Für all diejenigen, die sich in Lettland den Menschenrechten verpflichtet fühlen, dürfte der Donnerstag dieser Woche ein schwarzer Tag gewesen sein: Nach einer über 13-stündigen Debatte stimmte das Parlament (Saeima) in zweiter Lesung für einen Austritt des baltischen Staates aus dem Übereinkommen des Europarats zur Verhütung und Bekämpfung von Gewalt gegen Frauen und häuslicher Gewalt, auch bekannt als Istanbul-Konvention.
Die 2011 vom Europarat verabschiedete Konvention verpflichtet in ihren 81 Artikeln alle Unterzeichnerstaaten zur Prävention und Bekämpfung von Gewalt gegen Frauen und häuslicher Gewalt, zum Schutz der Opfer und zur Bestrafung der Täter*innen.
Für den Austritt aus der Konvention votierten 56 Abgeordnete, dagegen 32, zwei enthielten sich. Zehn Volksvertreter*innen hatten sich für die Abstimmung gar nicht erst registrieren lassen. Zu den Befürworter*innen gehören nicht nur fünf Oppositionsparteien, sondern auch das „Bündnis der Bauern und Grünen“ (ZZS), das mit in der Dreier-Koalition von Ministerpräsidentin Evika Siliņa sitzt.
Eingebracht hatte die Gesetzesvorlage die rechtpopulistische Partei Lettland zuerst (LTV), die sich unter anderem für traditionelle Familienwerte einsetzt. Zur Begründung hieß es, dass die derzeitige Umsetzungspraxis der Istanbul-Konvention kein Vertrauen in staatliche und kommunale Institutionen schaffe, Gewalt und damit verbundene Risiken zu verhindern. Die Regierungspartei ZZS hatte argumentiert, dass die Konvention die Gesellschaft spalte. Um gegen häusliche Gewalt effektiv vorzugehen, reichten bestehende nationale Gesetze aus.

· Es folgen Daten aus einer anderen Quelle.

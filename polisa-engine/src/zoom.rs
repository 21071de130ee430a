//! Month → day drill-down with undo history.
//!
//! The controller has two levels. From `Month` a bar can be zoomed into,
//! which loads that month's daily series; `zoom_out` walks back through
//! the frames that were current before each zoom-in. Invalid transitions
//! (zooming past `Day`, undoing with nothing to undo) return
//! [`ZoomOutcome::Ignored`] instead of failing, since double clicks reach
//! them routinely.
//!
//! Zooming in is split in two so a caller can drop stale responses:
//! [`ZoomController::begin_zoom_in`] hands out a [`ZoomTicket`], and
//! [`ZoomController::complete_zoom_in`] applies the fetched series only if
//! no reset, zoom-out or newer zoom-in happened in between.

use polisa_core::{DateRange, Granularity, NetworkError, SeriesQuery, SeriesResponse};
use std::sync::Arc;

use crate::cache::{CacheKey, TtlCache};
use crate::collaborators::SeriesSource;

/// Ranges up to this many days open at day level.
pub const DAY_LEVEL_MAX_SPAN_DAYS: i64 = 31;

#[derive(Debug, Clone, Copy, PartialEq, Eq, Hash)]
pub enum ZoomLevel {
    Month,
    Day,
}

impl ZoomLevel {
    /// Level a fresh view opens at for `range`.
    pub fn for_range(range: &DateRange) -> Self {
        if range.span_days() <= DAY_LEVEL_MAX_SPAN_DAYS {
            Self::Day
        } else {
            Self::Month
        }
    }

    pub fn granularity(&self) -> Granularity {
        match self {
            Self::Month => Granularity::Month,
            Self::Day => Granularity::Day,
        }
    }
}

/// The month being inspected and its daily series.
#[derive(Debug, Clone, PartialEq)]
pub struct ZoomContext {
    pub year: i32,
    pub month: u32,
    pub daily: SeriesResponse,
}

#[derive(Debug, Clone, PartialEq)]
pub struct ZoomFrame {
    pub level: ZoomLevel,
    pub context: Option<ZoomContext>,
}

impl ZoomFrame {
    pub fn base(level: ZoomLevel) -> Self {
        Self {
            level,
            context: None,
        }
    }
}

/// Why a transition was not taken.
#[derive(Debug, Clone, PartialEq, Eq)]
pub enum ZoomRejection {
    /// Already at `Day`; there is no finer level.
    AlreadyAtDay,
    /// The clicked index is not a point of the displayed series.
    IndexOutOfRange { index: usize, len: usize },
    /// The point has no usable month.
    InvalidMonth { year: i32, month: u32 },
    /// Nothing on the stack to return to.
    NothingToUndo,
    /// The view changed while the request was in flight.
    Superseded,
}

#[derive(Debug, Clone, PartialEq, Eq)]
pub enum ZoomOutcome {
    Applied,
    Ignored(ZoomRejection),
}

impl ZoomOutcome {
    pub fn is_applied(&self) -> bool {
        matches!(self, Self::Applied)
    }
}

/// An in-flight zoom-in request.
#[derive(Debug, Clone, PartialEq, Eq)]
pub struct ZoomTicket {
    generation: u64,
    year: i32,
    month: u32,
    query: SeriesQuery,
}

impl ZoomTicket {
    /// Query for the daily series of the chosen month.
    pub fn query(&self) -> &SeriesQuery {
        &self.query
    }

    pub fn month(&self) -> (i32, u32) {
        (self.year, self.month)
    }
}

/// Drill-down state for one dashboard.
pub struct ZoomController {
    source: Arc<dyn SeriesSource>,
    cache: Arc<TtlCache<SeriesResponse>>,
    query: SeriesQuery,
    current: ZoomFrame,
    stack: Vec<ZoomFrame>,
    generation: u64,
    pending: Option<u64>,
}

impl ZoomController {
    /// Start at the base level for `query`'s range.
    pub fn new(
        source: Arc<dyn SeriesSource>,
        cache: Arc<TtlCache<SeriesResponse>>,
        query: SeriesQuery,
    ) -> Self {
        let level = ZoomLevel::for_range(&query.range);
        Self {
            source,
            cache,
            query: SeriesQuery {
                granularity: level.granularity(),
                ..query
            },
            current: ZoomFrame::base(level),
            stack: Vec::new(),
            generation: 0,
            pending: None,
        }
    }

    pub fn current_frame(&self) -> &ZoomFrame {
        &self.current
    }

    pub fn level(&self) -> ZoomLevel {
        self.current.level
    }

    /// Query of the base (un-zoomed) series.
    pub fn base_query(&self) -> &SeriesQuery {
        &self.query
    }

    /// Number of zoom-ins not yet undone.
    pub fn depth(&self) -> usize {
        self.stack.len()
    }

    pub fn can_zoom_out(&self) -> bool {
        !self.stack.is_empty()
    }

    pub fn can_zoom_in(&self) -> bool {
        self.current.level == ZoomLevel::Month
    }

    /// True while a zoom-in ticket is outstanding and still current.
    pub fn is_loading(&self) -> bool {
        self.pending == Some(self.generation)
    }

    /// Reopen at the base level for `range`, dropping history and context.
    pub fn reset(&mut self, range: DateRange) {
        let level = ZoomLevel::for_range(&range);
        self.query.range = range;
        self.query.granularity = level.granularity();
        self.current = ZoomFrame::base(level);
        self.stack.clear();
        self.invalidate_pending();
        tracing::debug!(?level, span_days = range.span_days(), "zoom reset");
    }

    /// Reset for a new filter selection.
    pub fn rebase(&mut self, query: SeriesQuery) {
        let range = query.range;
        self.query = query;
        self.reset(range);
    }

    /// Restore the frame that was current before the last zoom-in.
    pub fn zoom_out(&mut self) -> ZoomOutcome {
        match self.stack.pop() {
            Some(previous) => {
                self.current = previous;
                self.invalidate_pending();
                ZoomOutcome::Applied
            }
            None => ZoomOutcome::Ignored(ZoomRejection::NothingToUndo),
        }
    }

    /// Resolve `index` against the displayed base series and issue a ticket.
    pub fn begin_zoom_in(
        &mut self,
        index: usize,
        displayed: &SeriesResponse,
    ) -> Result<ZoomTicket, ZoomRejection> {
        if self.current.level != ZoomLevel::Month {
            return Err(ZoomRejection::AlreadyAtDay);
        }
        let point = displayed
            .points
            .get(index)
            .ok_or(ZoomRejection::IndexOutOfRange {
                index,
                len: displayed.points.len(),
            })?;
        let (year, month) = (point.bucket.year, point.bucket.month);
        let month_range =
            DateRange::month(year, month).ok_or(ZoomRejection::InvalidMonth { year, month })?;
        let range = month_range.intersect(&self.query.range).unwrap_or(month_range);

        self.generation += 1;
        self.pending = Some(self.generation);
        Ok(ZoomTicket {
            generation: self.generation,
            year,
            month,
            query: self.query.narrowed(Granularity::Day, range),
        })
    }

    /// Apply the daily series fetched for `ticket`.
    ///
    /// A superseded ticket is ignored whatever its result. A failed fetch
    /// leaves the current frame and history untouched.
    pub fn complete_zoom_in(
        &mut self,
        ticket: ZoomTicket,
        fetched: Result<SeriesResponse, NetworkError>,
    ) -> Result<ZoomOutcome, NetworkError> {
        if ticket.generation != self.generation || self.current.level != ZoomLevel::Month {
            tracing::debug!(year = ticket.year, month = ticket.month, "discarding stale zoom response");
            return Ok(ZoomOutcome::Ignored(ZoomRejection::Superseded));
        }
        self.pending = None;
        let daily = fetched?;
        let previous = std::mem::replace(
            &mut self.current,
            ZoomFrame {
                level: ZoomLevel::Day,
                context: Some(ZoomContext {
                    year: ticket.year,
                    month: ticket.month,
                    daily,
                }),
            },
        );
        self.stack.push(previous);
        Ok(ZoomOutcome::Applied)
    }

    /// Zoom into the month at `index` of the displayed base series.
    ///
    /// The base series is read from the cache; if it has expired it is
    /// fetched again (without writing it back).
    pub async fn zoom_in(&mut self, index: usize) -> Result<ZoomOutcome, NetworkError> {
        if !self.can_zoom_in() {
            return Ok(ZoomOutcome::Ignored(ZoomRejection::AlreadyAtDay));
        }
        let key = CacheKey::for_query(&self.query);
        let displayed = match self.cache.get(key.as_str()) {
            Some(series) => series,
            None => self.source.fetch_series(&self.query).await?,
        };
        let ticket = match self.begin_zoom_in(index, &displayed) {
            Ok(ticket) => ticket,
            Err(rejection) => return Ok(ZoomOutcome::Ignored(rejection)),
        };
        let fetched = self.source.fetch_series(ticket.query()).await;
        if let Err(err) = &fetched {
            tracing::warn!(error = %err, year = ticket.year, month = ticket.month, "daily series fetch failed");
        }
        self.complete_zoom_in(ticket, fetched)
    }

    fn invalidate_pending(&mut self) {
        self.generation += 1;
        self.pending = None;
    }
}

#[cfg(test)]
mod tests {
    use super::*;
    use async_trait::async_trait;
    use chrono::NaiveDate;
    use polisa_core::{PeriodBucket, SeriesPoint};

    struct NoSource;

    #[async_trait]
    impl SeriesSource for NoSource {
        async fn fetch_series(&self, _query: &SeriesQuery) -> Result<SeriesResponse, NetworkError> {
            Err(NetworkError::Transport {
                endpoint: "/series".to_string(),
                reason: "offline".to_string(),
            })
        }
    }

    fn range(start: (i32, u32, u32), end: (i32, u32, u32)) -> DateRange {
        DateRange::new(
            NaiveDate::from_ymd_opt(start.0, start.1, start.2).unwrap(),
            NaiveDate::from_ymd_opt(end.0, end.1, end.2).unwrap(),
        )
        .unwrap()
    }

    fn controller(range: DateRange) -> ZoomController {
        ZoomController::new(
            Arc::new(NoSource),
            Arc::new(TtlCache::default()),
            SeriesQuery::new("production", Granularity::Month, range),
        )
    }

    fn monthly() -> SeriesResponse {
        SeriesResponse {
            granularity: Granularity::Month,
            points: (1..=6)
                .map(|m| SeriesPoint {
                    bucket: PeriodBucket::month(2024, m),
                    label: format!("2024-{:02}", m),
                    metrics: Default::default(),
                })
                .collect(),
        }
    }

    #[test]
    fn base_level_follows_span() {
        assert_eq!(controller(range((2024, 1, 1), (2024, 1, 31))).level(), ZoomLevel::Day);
        assert_eq!(controller(range((2024, 1, 1), (2024, 6, 30))).level(), ZoomLevel::Month);
    }

    #[test]
    fn ticket_targets_clicked_month_within_range() {
        let mut zoom = controller(range((2024, 1, 15), (2024, 6, 30)));
        let ticket = zoom.begin_zoom_in(0, &monthly()).unwrap();
        assert_eq!(ticket.month(), (2024, 1));
        assert_eq!(ticket.query().granularity, Granularity::Day);
        assert_eq!(ticket.query().range, range((2024, 1, 15), (2024, 1, 31)));
        assert!(zoom.is_loading());
    }

    #[test]
    fn out_of_range_index_is_ignored() {
        let mut zoom = controller(range((2024, 1, 1), (2024, 6, 30)));
        assert_eq!(
            zoom.begin_zoom_in(9, &monthly()),
            Err(ZoomRejection::IndexOutOfRange { index: 9, len: 6 })
        );
        assert!(!zoom.is_loading());
    }

    #[test]
    fn stale_ticket_is_discarded_after_reset() {
        let mut zoom = controller(range((2024, 1, 1), (2024, 6, 30)));
        let ticket = zoom.begin_zoom_in(2, &monthly()).unwrap();
        zoom.reset(range((2024, 1, 1), (2024, 12, 31)));
        let outcome = zoom
            .complete_zoom_in(ticket, Ok(SeriesResponse::empty(Granularity::Day)))
            .unwrap();
        assert_eq!(outcome, ZoomOutcome::Ignored(ZoomRejection::Superseded));
        assert_eq!(zoom.depth(), 0);
        assert_eq!(zoom.level(), ZoomLevel::Month);
    }

    #[test]
    fn newer_ticket_wins() {
        let mut zoom = controller(range((2024, 1, 1), (2024, 6, 30)));
        let first = zoom.begin_zoom_in(1, &monthly()).unwrap();
        let second = zoom.begin_zoom_in(4, &monthly()).unwrap();
        let stale = zoom
            .complete_zoom_in(first, Ok(SeriesResponse::empty(Granularity::Day)))
            .unwrap();
        assert!(!stale.is_applied());
        let applied = zoom
            .complete_zoom_in(second, Ok(SeriesResponse::empty(Granularity::Day)))
            .unwrap();
        assert!(applied.is_applied());
        let context = zoom.current_frame().context.as_ref().unwrap();
        assert_eq!((context.year, context.month), (2024, 5));
    }

    #[test]
    fn failed_fetch_keeps_prior_frame() {
        let mut zoom = controller(range((2024, 1, 1), (2024, 6, 30)));
        let before = zoom.current_frame().clone();
        let ticket = zoom.begin_zoom_in(2, &monthly()).unwrap();
        let err = NetworkError::Transport {
            endpoint: "/series".to_string(),
            reason: "timeout".to_string(),
        };
        assert!(zoom.complete_zoom_in(ticket, Err(err)).is_err());
        assert_eq!(zoom.current_frame(), &before);
        assert_eq!(zoom.depth(), 0);
        assert!(!zoom.is_loading());
    }

    #[test]
    fn zoom_out_on_empty_stack_is_noop() {
        let mut zoom = controller(range((2024, 1, 1), (2024, 6, 30)));
        let before = zoom.current_frame().clone();
        assert_eq!(zoom.zoom_out(), ZoomOutcome::Ignored(ZoomRejection::NothingToUndo));
        assert_eq!(zoom.current_frame(), &before);
    }

    #[tokio::test]
    async fn zoom_in_at_day_is_ignored_without_fetching() {
        let mut zoom = controller(range((2024, 1, 1), (2024, 1, 31)));
        let outcome = zoom.zoom_in(0).await.unwrap();
        assert_eq!(outcome, ZoomOutcome::Ignored(ZoomRejection::AlreadyAtDay));
    }
}
//! Tracing subscriber setup.

use tracing_subscriber::{layer::SubscriberExt, util::SubscriberInitExt, EnvFilter};

use crate::config::LoggingConfig;
use crate::error::ClientError;

/// Install the global subscriber. `RUST_LOG` overrides the configured filter.
///
/// Fails if a subscriber is already installed.
pub fn init(config: &LoggingConfig) -> Result<(), ClientError> {
    let env_filter = EnvFilter::try_from_default_env()
        .or_else(|_| EnvFilter::try_new(&config.filter))
        .map_err(|e| ClientError::Telemetry(format!("Invalid log filter: {}", e)))?;

    let registry = tracing_subscriber::registry().with(env_filter);
    let result = if config.json {
        registry.with(tracing_subscriber::fmt::layer().json()).try_init()
    } else {
        registry
            .with(tracing_subscriber::fmt::layer().with_target(false))
            .try_init()
    };
    result.map_err(|e| ClientError::Telemetry(format!("Failed to init subscriber: {}", e)))?;

    tracing::debug!(filter = %config.filter, json = config.json, "telemetry initialized");
    Ok(())
}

Flaggen der LGBTQ+-Bewegung
Am Mittwochabend fand in der Hauptstadt Riga eine der größten Kundgebungen der vergangenen Jahre statt. Laut Polizeiangaben hatten sich rund 5.000 Demonstrant*innen vor dem Parlament versammelt, um für den Verbleib des Landes in dem internationalen Vertrag zu protestieren. Den hatte Riga bereits 2016 unterschrieben, jedoch erst 2024 ratifiziert. Am 1. Mai vergangenen Jahres trat er in Kraft.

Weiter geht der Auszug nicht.